Pallets are usually made of hardwood and are ubiquitous.  If you can score Missouri white oak in australasia for scrap prices, why would you do anything else


----------



## gmc2003 (Oct 15, 2020)

Jonok said:


> Pallets are usually made of hardwood and are ubiquitous.  If you can score Missouri white oak in australasia for scrap prices, why would you do anything else



Be careful with pallets. Most have been sprayed with some type of insecticide. 

Chris


----------



## Jonok (Oct 15, 2020)

Black Forest Ham is the obvious exception to the no-conifer rule. I’m pretty sure that’s all the smoke it gets.


----------



## Jonok (Oct 15, 2020)

gmc2003 said:


> Be careful with pallets. Most have been sprayed with some type of insecticide.
> 
> Chris


Wasn’t aware that that was the case.  Lived in Missouri for a long time and saw the royal oak people recycle a lot of them for charcoal, but I will defer to those who are more in the know.


----------



## gmc2003 (Oct 15, 2020)

Jonok said:


> Wasn’t aware that that was the case.  Lived in Missouri for a long time and saw the royal oak people recycle a lot of them for charcoal, but I will defer to those who are more in the know.



I'm far from an expert, but I did work in a warehouse for a few years. We did spray them and reuse them. Also you don't really know what kind of hazardous chemical was stored on them. If your positive that they were built for a certain company and only used by that company. Then they may be fine. Me after what I've seen. I'm not willing to risk it for a few dollars.

Chris


----------



## Ohoopee (Oct 15, 2020)

gmc2003 said:


> Be careful with pallets. Most have been sprayed with some type of insecticide.
> 
> Chris


Exactly, you can get pallets here for cheap but that is why I don't use them, because I don't know what has been done to the wood.


----------



## GaryHibbert (Oct 16, 2020)

Ohoopee said:


> Thanks, I might just leave it based on what I am seeing here.  All the hardwood here is so expensive and then I found this guy with Larch for dirt cheap...I knew it was too good to be true.

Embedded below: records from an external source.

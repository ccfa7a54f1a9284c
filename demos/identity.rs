//! 一个完整的作业测试示例
//!
//! cargo run --example identity > results.json

use autograde::{
    IoOptions, JsonTestRunner, RunnerConfig, SortOrder, Suite, TestCase, Visibility,
};
use std::time::Instant;

/// 学生提交的代码
mod identity {
    use autograde::Console;

    pub fn identity<T>(x: T) -> T {
        x
    }

    pub fn doubler(console: &mut Console) -> anyhow::Result<()> {
        let n: i64 = console.input("")?.trim().parse()?;
        console.println(n * 2);
        Ok(())
    }

    pub fn greeter(console: &mut Console) -> anyhow::Result<()> {
        let first = console.input("")?;
        let last = console.input("")?;
        console.println(format!("Hello {} {}", first, last));
        Ok(())
    }

    pub fn sum_to(n: u64) -> u64 {
        (1..=n).sum()
    }
}

fn main() -> anyhow::Result<()> {
    autograde::logger::init_logger();

    let suite = Suite::new("TestIdentity")
        .test(TestCase::new("test_identity", |ctx| {
            ctx.assert_eq(identity::identity(1), 1, "")?;
            ctx.assert_eq(identity::identity(2), 2, "")?;
            ctx.assert_eq(identity::identity(3), 3, "")
        }))
        .test(
            TestCase::new("test_doubler", |ctx| {
                ctx.assert_io_equals(identity::doubler, &["1"], "2", IoOptions::default())
            })
            .visibility(Visibility::Hidden),
        )
        .test(
            TestCase::new("test_greeter", |ctx| {
                ctx.assert_io_equals(
                    identity::greeter,
                    &["John", "Doe"],
                    "Hello John Doe",
                    IoOptions::default(),
                )
            })
            .describe("Greets the user by full name")
            .weight(2.0)
            .number("1.3"),
        )
        .test(
            TestCase::new("test_sum_partial", |ctx| {
                let cases = [(1, 1), (3, 6), (10, 55), (100, 5050)];
                let passed = cases
                    .iter()
                    .filter(|(n, expected)| identity::sum_to(*n) == *expected)
                    .count();
                ctx.println(format!("{}/{} cases correct", passed, cases.len()));
                ctx.set_score(passed as f64 * 2.5);
                Ok(())
            })
            .partial_credit(10.0)
            .tags(["loops"])
            .hide_errors_default(),
        )
        .test(
            TestCase::new("test_speed", |ctx| {
                let start = Instant::now();
                identity::sum_to(1_000_000);
                ctx.set_leaderboard_value(start.elapsed().as_secs_f64());
                Ok(())
            })
            .leaderboard_with_order("time", SortOrder::Asc),
        );

    let mut runner = JsonTestRunner::new(RunnerConfig::default().visibility(Visibility::Visible));
    let mut stdout = std::io::stdout().lock();
    runner.run(&suite, &mut stdout)?;
    Ok(())
}
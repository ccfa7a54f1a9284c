pub mod printer;
pub mod types;

pub use printer::{print_results, print_summary};
pub use types::{LeaderboardEntry, RESERVED_KEYS, ReportDocument, TestOutcome, TestStatus};
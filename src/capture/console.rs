use anyhow::anyhow;
use std::collections::VecDeque;
use std::fmt;

/// 脚本化控制台：学生函数通过它读取输入、打印输出
///
/// 输入来自预先给定的行列表，所有输出（包括提示语）都记录到 transcript 中。
#[derive(Debug, Default)]
pub struct Console {
    input: VecDeque<String>,
    transcript: String,
    echo_input: bool,
}

impl Console {
    pub fn new<I, S>(lines: I) -> Self
    where
        I: IntoIterator<Item = S>,
        S: Into<String>,
    {
        Self {
            input: lines.into_iter().map(Into::into).collect(),
            transcript: String::new(),
            echo_input: false,
        }
    }

    /// 读取的输入行是否回显到 transcript（模拟终端上看到的内容）
    pub fn with_echo(mut self, echo_input: bool) -> Self {
        self.echo_input = echo_input;
        self
    }

    /// 打印提示语并读取下一行输入
    pub fn input(&mut self, prompt: &str) -> anyhow::Result<String> {
        self.transcript.push_str(prompt);
        let line = self
            .input
            .pop_front()
            .ok_or_else(|| anyhow!("input() called but no more input was provided"))?;
        if self.echo_input {
            self.transcript.push_str(&line);
            self.transcript.push('\n');
        }
        Ok(line)
    }

    pub fn print(&mut self, text: impl fmt::Display) {
        let _ = fmt::Write::write_fmt(&mut self.transcript, format_args!("{}", text));
    }

    pub fn println(&mut self, text: impl fmt::Display) {
        self.print(text);
        self.transcript.push('\n');
    }

    pub fn transcript(&self) -> &str {
        &self.transcript
    }

    /// 剩余未读取的输入行数
    pub fn remaining_input(&self) -> usize {
        self.input.len()
    }
}
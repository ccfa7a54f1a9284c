use crate::assertion::{self, IoOptions, TestError};
use crate::capture::{Console, OutputCapture};
use crate::metadata::{LeaderboardColumn, SortOrder, TestMeta, Visibility};
use crate::runner::types::{TestHandle, TestTrace};
use serde_json::Value;
use std::fmt;
use std::path::Path;

/// 测试体签名
pub type TestBody = Box<dyn Fn(&mut TestContext) -> Result<(), TestError>>;

/// 交给测试体的上下文：输出捕获、部分得分、排行榜值
#[derive(Debug)]
pub struct TestContext {
    capture: OutputCapture,
    score: Option<f64>,
    leaderboard_value: Option<Value>,
}

impl TestContext {
    pub fn new(buffered: bool) -> Self {
        Self {
            capture: OutputCapture::new(buffered),
            score: None,
            leaderboard_value: None,
        }
    }

    pub fn print(&mut self, text: impl fmt::Display) {
        self.capture.write_stdout(text);
    }

    pub fn println(&mut self, text: impl fmt::Display) {
        self.capture.write_stdout(format_args!("{}\n", text));
    }

    pub fn eprint(&mut self, text: impl fmt::Display) {
        self.capture.write_stderr(text);
    }

    pub fn eprintln(&mut self, text: impl fmt::Display) {
        self.capture.write_stderr(format_args!("{}\n", text));
    }

    /// 设置部分得分（配合 partial_credit 使用）
    pub fn set_score(&mut self, score: f64) {
        self.score = Some(score);
    }

    /// 设置排行榜上的值（配合 leaderboard 使用）
    pub fn set_leaderboard_value(&mut self, value: impl Into<Value>) {
        self.leaderboard_value = Some(value.into());
    }

    pub fn score(&self) -> Option<f64> {
        self.score
    }

    pub fn assert_eq<T>(&self, first: T, second: T, msg: &str) -> Result<(), TestError>
    where
        T: PartialEq + fmt::Debug,
    {
        assertion::assert_eq(first, second, msg)
    }

    pub fn assert_true(&self, condition: bool, msg: &str) -> Result<(), TestError> {
        assertion::assert_true(condition, msg)
    }

    pub fn assert_io_equals<F>(
        &self,
        func: F,
        stdin: &[&str],
        expected: &str,
        options: IoOptions,
    ) -> Result<(), TestError>
    where
        F: FnOnce(&mut Console) -> anyhow::Result<()>,
    {
        assertion::assert_io_equals(func, stdin, expected, options)
    }

    pub fn assert_io_from_file_equals<F, P>(
        &self,
        func: F,
        stdin: &[&str],
        expected_file: P,
        options: IoOptions,
    ) -> Result<(), TestError>
    where
        F: FnOnce(&mut Console) -> anyhow::Result<()>,
        P: AsRef<Path>,
    {
        assertion::assert_io_from_file_equals(func, stdin, expected_file, options)
    }

    /// 结束捕获，取出收集到的数据
    pub fn finish(self) -> TestTrace {
        TestTrace {
            output: self.capture.output(),
            score: self.score,
            leaderboard_value: self.leaderboard_value,
        }
    }
}

/// 一个注册的测试用例
pub struct TestCase {
    name: String,
    suite: String,
    description: Option<String>,
    meta: TestMeta,
    body: TestBody,
}

impl TestCase {
    pub fn new<F>(name: impl Into<String>, body: F) -> Self
    where
        F: Fn(&mut TestContext) -> Result<(), TestError> + 'static,
    {
        Self {
            name: name.into(),
            suite: String::new(),
            description: None,
            meta: TestMeta::default(),
            body: Box::new(body),
        }
    }

    /// 测试描述，第一行会作为报告中的测试名
    pub fn describe(mut self, description: impl Into<String>) -> Self {
        self.description = Some(description.into());
        self
    }

    /// 满分
    pub fn weight(mut self, weight: f64) -> Self {
        self.meta.weight = Some(weight);
        self
    }

    /// 允许部分得分；测试体通过 `TestContext::set_score` 报告得分
    pub fn partial_credit(self, weight: f64) -> Self {
        self.weight(weight)
    }

    /// 排序编号，例如 "1.1"
    pub fn number(mut self, number: impl fmt::Display) -> Self {
        self.meta.number = Some(number.to_string());
        self
    }

    pub fn visibility(mut self, visibility: Visibility) -> Self {
        self.meta.visibility = Some(visibility);
        self
    }

    /// 失败时只显示这条消息，隐藏具体断言
    pub fn hide_errors(mut self, message: impl Into<String>) -> Self {
        self.meta.hide_errors = Some(message.into());
        self
    }

    pub fn hide_errors_default(self) -> Self {
        self.hide_errors(TestMeta::DEFAULT_HIDE_ERRORS)
    }

    pub fn tags<I, S>(mut self, tags: I) -> Self
    where
        I: IntoIterator<Item = S>,
        S: Into<String>,
    {
        self.meta.tags = tags.into_iter().map(Into::into).collect();
        self
    }

    /// 声明为排行榜测试（降序）
    pub fn leaderboard(self, column: impl Into<String>) -> Self {
        self.leaderboard_with_order(column, SortOrder::default())
    }

    pub fn leaderboard_with_order(mut self, column: impl Into<String>, order: SortOrder) -> Self {
        self.meta.leaderboard = Some(LeaderboardColumn {
            column: column.into(),
            order,
        });
        self
    }

    pub fn name(&self) -> &str {
        &self.name
    }

    pub fn suite(&self) -> &str {
        &self.suite
    }

    /// 执行测试体
    pub fn run(&self, ctx: &mut TestContext) -> Result<(), TestError> {
        (self.body)(ctx)
    }
}

impl TestHandle for TestCase {
    fn id(&self) -> String {
        self.to_string()
    }

    fn short_description(&self) -> Option<String> {
        self.description
            .as_deref()
            .and_then(|d| d.lines().map(str::trim).find(|line| !line.is_empty()))
            .map(str::to_string)
    }

    fn meta(&self) -> &TestMeta {
        &self.meta
    }
}

impl fmt::Display for TestCase {
    fn fmt(&self, f: &mut fmt::Formatter<'_>) -> fmt::Result {
        if self.suite.is_empty() {
            write!(f, "{}", self.name)
        } else {
            write!(f, "{} ({})", self.name, self.suite)
        }
    }
}

impl fmt::Debug for TestCase {
    fn fmt(&self, f: &mut fmt::Formatter<'_>) -> fmt::Result {
        f.debug_struct("TestCase")
            .field("name", &self.name)
            .field("suite", &self.suite)
            .field("description", &self.description)
            .field("meta", &self.meta)
            .finish_non_exhaustive()
    }
}

/// 按声明顺序组织的一组测试
#[derive(Debug, Default)]
pub struct Suite {
    name: String,
    tests: Vec<TestCase>,
}

impl Suite {
    pub fn new(name: impl Into<String>) -> Self {
        Self {
            name: name.into(),
            tests: Vec::new(),
        }
    }

    /// 添加测试（链式）
    pub fn test(mut self, case: TestCase) -> Self {
        self.add(case);
        self
    }

    pub fn add(&mut self, mut case: TestCase) {
        if case.suite.is_empty() {
            case.suite = self.name.clone();
        }
        self.tests.push(case);
    }

    pub fn name(&self) -> &str {
        &self.name
    }

    pub fn iter(&self) -> impl Iterator<Item = &TestCase> {
        self.tests.iter()
    }

    pub fn len(&self) -> usize {
        self.tests.len()
    }

    pub fn is_empty(&self) -> bool {
        self.tests.is_empty()
    }
}
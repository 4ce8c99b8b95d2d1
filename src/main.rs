//! Edge request gateway.
//!
//! # Architecture Overview
//!
//! ```text
//!                     ┌──────────────────────────────────────────────────────────┐
//!                     │                      EDGE GATEWAY                         │
//!                     │                                                           │
//!   Client Request    │  ┌──────┐   ┌────────────┐   ┌────────┐   ┌───────────┐  │
//!   ──────────────────┼─▶│ CORS │──▶│ rate limit │──▶│ static │──▶│   cache   │  │
//!                     │  └──────┘   └─────┬──────┘   └───┬────┘   └─────┬─────┘  │
//!                     │                   │ KvStore      │ ObjectStore  │ miss   │
//!                     │                   ▼              ▼              ▼        │
//!                     │              counters        assets     ┌────────────┐   │  primary
//!                     │                                         │  failover  │───┼──▶ origin
//!   Client Response   │  ┌──────────────────┐                   │  fetcher   │───┼──▶ failover
//!   ◀─────────────────┼──│ security headers │◀──────────────────┴────────────┘   │
//!                     │  └──────────────────┘       │ background: cache store,   │
//!                     │                             │ revalidation, analytics    │
//!                     │  ┌──────────────────────────────────────────────────────┐│
//!                     │  │ health monitor (timer) · admin API · actors · metrics ││
//!                     │  └──────────────────────────────────────────────────────┘│
//!                     └──────────────────────────────────────────────────────────┘
//! ```

use std::net::SocketAddr;
use std::path::PathBuf;

use clap::Parser;
use tokio::net::TcpListener;

use edge_gateway::config::{self, GatewayConfig};
use edge_gateway::lifecycle::signals::shutdown_signal;
use edge_gateway::observability::{logging, metrics};
use edge_gateway::{GatewayServer, Shutdown};

#[derive(Parser)]
#[command(name = "edge-gateway", version, about = "Edge request gateway")]
struct Args {
    /// Path to a TOML config file. Without it, defaults plus environment overrides apply.
    #[arg(short, long, env = "GATEWAY_CONFIG")]
    config: Option<PathBuf>,
}

#[tokio::main]
async fn main() -> Result<(), Box<dyn std::error::Error>> {
    let args = Args::parse();
    let config: GatewayConfig = match &args.config {
        Some(path) => config::load_config(path)?,
        None => config::load_from_env()?,
    };

    logging::init_logging(&config.observability);
    tracing::info!(version = env!("CARGO_PKG_VERSION"), "edge-gateway starting");
    tracing::info!(
        bind_address = %config.listener.bind_address,
        origin_timeout_ms = config.origins.timeout_ms,
        cache_enabled = config.cache.enabled,
        rate_limit_enabled = config.rate_limit.enabled,
        "Configuration loaded"
    );

    if config.observability.metrics_enabled {
        match config.observability.metrics_address.parse::<SocketAddr>() {
            Ok(addr) => metrics::init_metrics(addr),
            Err(e) => tracing::error!(
                metrics_address = %config.observability.metrics_address,
                error = %e,
                "Failed to parse metrics address"
            ),
        }
    }

    let listener = TcpListener::bind(&config.listener.bind_address).await?;
    let admin_listener = if config.admin.enabled {
        Some(TcpListener::bind(&config.admin.bind_address).await?)
    } else {
        None
    };

    let shutdown = Shutdown::new();
    let trigger = shutdown.clone();
    tokio::spawn(async move {
        shutdown_signal().await;
        trigger.trigger();
    });

    let server = GatewayServer::new(config)?;
    server.run(listener, admin_listener, shutdown).await?;

    tracing::info!("Shutdown complete");
    Ok(())
}
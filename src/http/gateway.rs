//! Per-request orchestration.
//!
//! # Data Flow
//! ```text
//! request
//!   → OPTIONS?          CORS preflight 204 | 403 (stop)
//!   → rate limit        429 + Retry-After (stop)
//!   → geo tag
//!   → static prefix?    object store hit (stop) | fall through
//!   → cache lookup      HIT | STALE (+ background revalidation) (stop)
//!   → origin fetch      primary, then failover
//!   → background cache store (GET 2xx, policy allows)
//!   → analytics emit, security headers
//! any error or panic → 503 fallback page
//! ```
//!
//! # Design Decisions
//! - The only client-visible failure is the static fallback page
//!   (plus 413/400 for requests that are malformed on arrival)
//! - Cache writes and revalidations never delay the response

use std::net::SocketAddr;
use std::panic::AssertUnwindSafe;
use std::sync::Arc;
use std::time::Instant;

use axum::body::Body;
use axum::extract::ConnectInfo;
use axum::http::header::{self, HeaderValue};
use axum::http::{Method, Request, Response, StatusCode};
use futures_util::FutureExt;

use crate::assets::StaticAssets;
use crate::cache::{
    is_cacheable_method, response_storage_rejection, CacheKey, CacheLookup, CacheManager, CachePolicy,
    CachePolicyTable, RevalidationClaim, X_CACHE,
};
use crate::config::GatewayConfig;
use crate::http::request::{client_ip, country_code, RequestDescriptor, X_REQUEST_ID};
use crate::http::response::{client_error, fallback_response, rate_limited_response};
use crate::lifecycle::BackgroundTasks;
use crate::observability::{metrics, AnalyticsEmitter, AnalyticsEvent, EventKind};
use crate::security::{apply_security_headers, Admission, CorsPolicy, RateLimiter};
use crate::store::KvStore;
use crate::upstream::{FetchError, OriginFetcher, OriginResponse};

/// Failures that end request processing early.
#[derive(Debug, thiserror::Error)]
pub enum GatewayError {
    #[error("all origins unavailable: {0}")]
    OriginsUnavailable(#[from] FetchError),

    #[error("request body exceeds {0} bytes")]
    PayloadTooLarge(usize),

    #[error("invalid request: {0}")]
    InvalidRequest(String),
}

/// Which branch produced the response. Used as a metrics label.
#[derive(Debug, Clone, Copy, PartialEq, Eq)]
pub enum Outcome {
    Preflight,
    RateLimited,
    Static,
    CacheHit,
    CacheStale,
    Origin,
    Rejected,
    Fallback,
}

impl Outcome {
    pub fn as_str(&self) -> &'static str {
        match self {
            Outcome::Preflight => "preflight",
            Outcome::RateLimited => "rate_limited",
            Outcome::Static => "static",
            Outcome::CacheHit => "cache_hit",
            Outcome::CacheStale => "cache_stale",
            Outcome::Origin => "origin",
            Outcome::Rejected => "rejected",
            Outcome::Fallback => "fallback",
        }
    }
}

/// Everything a request needs, shared across all requests.
pub struct Gateway {
    config: Arc<GatewayConfig>,
    cors: CorsPolicy,
    rate_limiter: RateLimiter,
    assets: Option<StaticAssets>,
    cache: Arc<CacheManager>,
    policies: CachePolicyTable,
    fetcher: OriginFetcher,
    analytics: AnalyticsEmitter,
    background: BackgroundTasks,
}

impl Gateway {
    pub fn new(
        config: Arc<GatewayConfig>,
        counters: Arc<dyn KvStore>,
        cache: Arc<CacheManager>,
        analytics: AnalyticsEmitter,
        background: BackgroundTasks,
    ) -> Self {
        Self {
            cors: CorsPolicy::new(&config.cors),
            rate_limiter: RateLimiter::new(&config.rate_limit, counters),
            assets: StaticAssets::from_config(&config.static_assets),
            policies: CachePolicyTable::from_config(&config.cache),
            fetcher: OriginFetcher::new(&config.origins, config.listener.public_scheme.clone()),
            cache,
            analytics,
            background,
            config,
        }
    }

    /// Replace the static asset adapter (tests and embedded stores).
    pub fn with_assets(mut self, assets: StaticAssets) -> Self {
        self.assets = Some(assets);
        self
    }

    pub fn cache(&self) -> &Arc<CacheManager> {
        &self.cache
    }

    /// Produce a response for `request`. Never fails.
    pub async fn handle(self: &Arc<Self>, request: Request<Body>) -> Response<Body> {
        let start = Instant::now();
        let method = request.method().clone();
        let path = request.uri().path().to_string();
        let request_origin = request
            .headers()
            .get(header::ORIGIN)
            .and_then(|v| v.to_str().ok())
            .map(str::to_string);
        let event_base = EventBase::from_parts(&request, &self.config);

        let result = AssertUnwindSafe(self.process(request, start)).catch_unwind().await;
        let (mut response, outcome) = match result {
            Ok(Ok(served)) => served,
            Ok(Err(GatewayError::PayloadTooLarge(limit))) => {
                tracing::warn!(request_id = %event_base.request_id, limit, "Request body too large");
                (
                    client_error(StatusCode::PAYLOAD_TOO_LARGE, "request body too large"),
                    Outcome::Rejected,
                )
            }
            Ok(Err(GatewayError::InvalidRequest(message))) => {
                tracing::warn!(request_id = %event_base.request_id, %message, "Invalid request");
                (client_error(StatusCode::BAD_REQUEST, "bad request"), Outcome::Rejected)
            }
            Ok(Err(e)) => {
                tracing::error!(request_id = %event_base.request_id, error = %e, "Serving fallback page");
                self.emit(&event_base, EventKind::Error, start, Some(503));
                (fallback_response(), Outcome::Fallback)
            }
            Err(panic) => {
                let message = panic
                    .downcast_ref::<&str>()
                    .map(|s| s.to_string())
                    .or_else(|| panic.downcast_ref::<String>().cloned())
                    .unwrap_or_else(|| "unknown panic".to_string());
                tracing::error!(request_id = %event_base.request_id, panic = %message, "Request handler panicked");
                self.emit(&event_base, EventKind::Error, start, Some(503));
                (fallback_response(), Outcome::Fallback)
            }
        };

        if outcome != Outcome::Preflight {
            self.cors
                .apply_to_response(request_origin.as_deref(), response.headers_mut());
        }
        apply_security_headers(response.headers_mut());

        metrics::record_request(outcome.as_str(), response.status().as_u16(), start);
        tracing::debug!(
            request_id = %event_base.request_id,
            method = %method,
            path = %path,
            status = response.status().as_u16(),
            outcome = outcome.as_str(),
            "Request completed"
        );
        response
    }

    async fn process(
        self: &Arc<Self>,
        request: Request<Body>,
        start: Instant,
    ) -> Result<(Response<Body>, Outcome), GatewayError> {
        if CorsPolicy::is_preflight(request.method()) {
            return Ok((self.cors.preflight(request.headers()), Outcome::Preflight));
        }

        let peer = request
            .extensions()
            .get::<ConnectInfo<SocketAddr>>()
            .map(|ConnectInfo(addr)| *addr);
        let identity = client_ip(request.headers(), peer, &self.config.geo);
        let path = request.uri().path().to_string();
        if let Admission::Reject(rejection) = self.rate_limiter.admit(&identity, &path).await {
            let base = EventBase::from_parts(&request, &self.config);
            self.emit(&base, EventKind::RateLimited, start, Some(429));
            return Ok((rate_limited_response(&rejection), Outcome::RateLimited));
        }

        let mut request = RequestDescriptor::from_request(
            request,
            &self.config.listener.public_scheme,
            &self.config.geo,
            self.config.listener.max_body_size,
        )
        .await?;
        request.tag_country(&self.config.geo);
        let head_only = request.method == Method::HEAD;
        // Responses to credentialed requests are per-user; keep them out of the shared cache.
        let cache_key = if request.headers.contains_key(header::AUTHORIZATION) {
            None
        } else {
            CacheKey::for_request(&request.method, &request.url)
        };

        if let Some(assets) = &self.assets {
            if is_cacheable_method(&request.method) && assets.matches(request.path()) {
                if let Some(mut response) = assets.serve(request.path(), &request.headers).await {
                    if head_only {
                        *response.body_mut() = Body::empty();
                    }
                    self.emit_for(&request, EventKind::CacheHit, start, Some(response.status().as_u16()));
                    return Ok((response, Outcome::Static));
                }
            }
        }

        if let Some(key) = &cache_key {
            match self.cache.lookup(key) {
                CacheLookup::Fresh(entry) => {
                    self.emit_for(&request, EventKind::CacheHit, start, Some(entry.status.as_u16()));
                    return Ok((entry.to_response("HIT", head_only), Outcome::CacheHit));
                }
                CacheLookup::Stale(entry) => {
                    self.schedule_revalidation(key.clone(), &request);
                    self.emit_for(&request, EventKind::CacheHit, start, Some(entry.status.as_u16()));
                    return Ok((entry.to_response("STALE", head_only), Outcome::CacheStale));
                }
                CacheLookup::Miss => {}
            }
        }

        let mut origin = self.fetcher.forward(&request).await?;
        tracing::debug!(
            request_id = %request.request_id,
            origin = origin.origin.as_str(),
            status = %origin.status,
            latency_ms = origin.latency.as_millis() as u64,
            "Served from origin"
        );

        if request.method == Method::GET {
            if let Some(key) = &cache_key {
                self.schedule_store(key, &mut origin);
            }
        }
        if cache_key.is_some() {
            origin.headers.insert(X_CACHE, HeaderValue::from_static("MISS"));
        }

        let status = origin.status.as_u16();
        let kind = if origin.status.is_server_error() {
            EventKind::OriginError
        } else {
            EventKind::OriginSuccess
        };
        self.emit_for(&request, kind, start, Some(status));
        Ok((origin.into_response(head_only), Outcome::Origin))
    }

    /// Policy to store `origin` under, with its `Cache-Control` stamped.
    /// `None` when the response must not be shared.
    fn prepare_store(&self, origin: &mut OriginResponse) -> Option<CachePolicy> {
        if !self.cache.is_enabled() || !origin.status.is_success() {
            return None;
        }
        let content_type = origin
            .headers
            .get(header::CONTENT_TYPE)
            .and_then(|v| v.to_str().ok());
        let policy = self.policies.resolve(content_type);
        if !policy.allows_caching() {
            return None;
        }
        if let Some(rejection) = response_storage_rejection(&origin.headers) {
            tracing::debug!(reason = %rejection, "Response not cacheable");
            return None;
        }
        if let Ok(value) = HeaderValue::from_str(&policy.cache_control()) {
            origin.headers.insert(header::CACHE_CONTROL, value);
        }
        Some(policy)
    }

    /// Queue a cache write for a cacheable response and stamp its `Cache-Control`.
    fn schedule_store(&self, key: &CacheKey, origin: &mut OriginResponse) {
        let Some(policy) = self.prepare_store(origin) else {
            return;
        };

        let cache = self.cache.clone();
        let key = key.clone();
        let status = origin.status;
        let headers = origin.headers.clone();
        let body = origin.body.clone();
        self.background.spawn("cache_store", async move {
            cache.store(&key, status, &headers, body, policy)
        });
    }

    /// Refresh a stale entry in the background. One revalidation per key at a time.
    fn schedule_revalidation(self: &Arc<Self>, key: CacheKey, request: &RequestDescriptor) {
        let Some(claim) = self.cache.claim_revalidation(&key) else {
            return;
        };
        let refresh = revalidation_request(request);

        let gateway = Arc::clone(self);
        self.background.spawn("cache_revalidate", async move {
            gateway.revalidate(claim, refresh).await
        });
    }

    /// Fetch a fresh copy and store it before the claim is released,
    /// so no second revalidation starts while the write is pending.
    async fn revalidate(&self, claim: RevalidationClaim, refresh: RequestDescriptor) -> Result<(), GatewayError> {
        let mut origin = self.fetcher.forward(&refresh).await?;
        tracing::debug!(key = %claim.key(), status = %origin.status, "Revalidated stale entry");
        if let Some(policy) = self.prepare_store(&mut origin) {
            if let Err(rejection) =
                self.cache
                    .store(claim.key(), origin.status, &origin.headers, origin.body, policy)
            {
                tracing::debug!(key = %claim.key(), reason = %rejection, "Revalidated response not stored");
            }
        }
        Ok(())
    }

    fn emit_for(&self, request: &RequestDescriptor, kind: EventKind, start: Instant, status: Option<u16>) {
        let base = EventBase {
            path: request.path().to_string(),
            country: request.country.clone(),
            user_agent: request.user_agent().to_string(),
            request_id: request.request_id.clone(),
        };
        self.emit(&base, kind, start, status);
    }

    fn emit(&self, base: &EventBase, kind: EventKind, start: Instant, status: Option<u16>) {
        let mut event = AnalyticsEvent::now(
            kind,
            base.path.clone(),
            base.country.clone(),
            base.user_agent.clone(),
            start.elapsed(),
        )
        .with_request_id(base.request_id.clone());
        if let Some(status) = status {
            event = event.with_status(status);
        }
        self.analytics.emit(event);
    }
}

/// The anonymous GET used to refresh a shared cache entry.
fn revalidation_request(request: &RequestDescriptor) -> RequestDescriptor {
    let mut refresh = request.clone();
    refresh.method = Method::GET;
    refresh.body = Default::default();
    for name in [
        header::IF_NONE_MATCH,
        header::IF_MODIFIED_SINCE,
        header::CONTENT_LENGTH,
        header::COOKIE,
        header::AUTHORIZATION,
    ] {
        refresh.headers.remove(name);
    }
    refresh
}

/// Request fields captured for analytics before the request is consumed.
struct EventBase {
    path: String,
    country: String,
    user_agent: String,
    request_id: String,
}

impl EventBase {
    fn from_parts(request: &Request<Body>, config: &GatewayConfig) -> Self {
        let header = |name: header::HeaderName| {
            request
                .headers()
                .get(name)
                .and_then(|v| v.to_str().ok())
                .unwrap_or("")
                .to_string()
        };
        Self {
            path: request.uri().path().to_string(),
            country: country_code(request.headers(), &config.geo),
            user_agent: header(header::USER_AGENT),
            request_id: request
                .headers()
                .get(X_REQUEST_ID)
                .and_then(|v| v.to_str().ok())
                .unwrap_or("unknown")
                .to_string(),
        }
    }
}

Well if you have a need for firewood in your fireplace or firepit, larch burns well and puts off great heat.  And you said it was cheap.
Gary


----------



## GaryHibbert (Oct 16, 2020)

Bearcarver said:


> I'll give you the very little I know about Larch:



Well I don't know a whole bunch about it either John.  What I can say though is that a grove of larch, when the needles turns orange in the fall, is a beautiful sight in the dawn sunrise.
Gary


----------



## Bearcarver (Oct 16, 2020)

GaryHibbert said:


> Well I don't know a whole bunch about it either John.  What I can say though is that a grove of larch, when the needles turns orange in the fall, is a beautiful sight in the dawn sunrise.
> Gary




Yup---I saw some like that in a search---Really Pretty!!

Bear


----------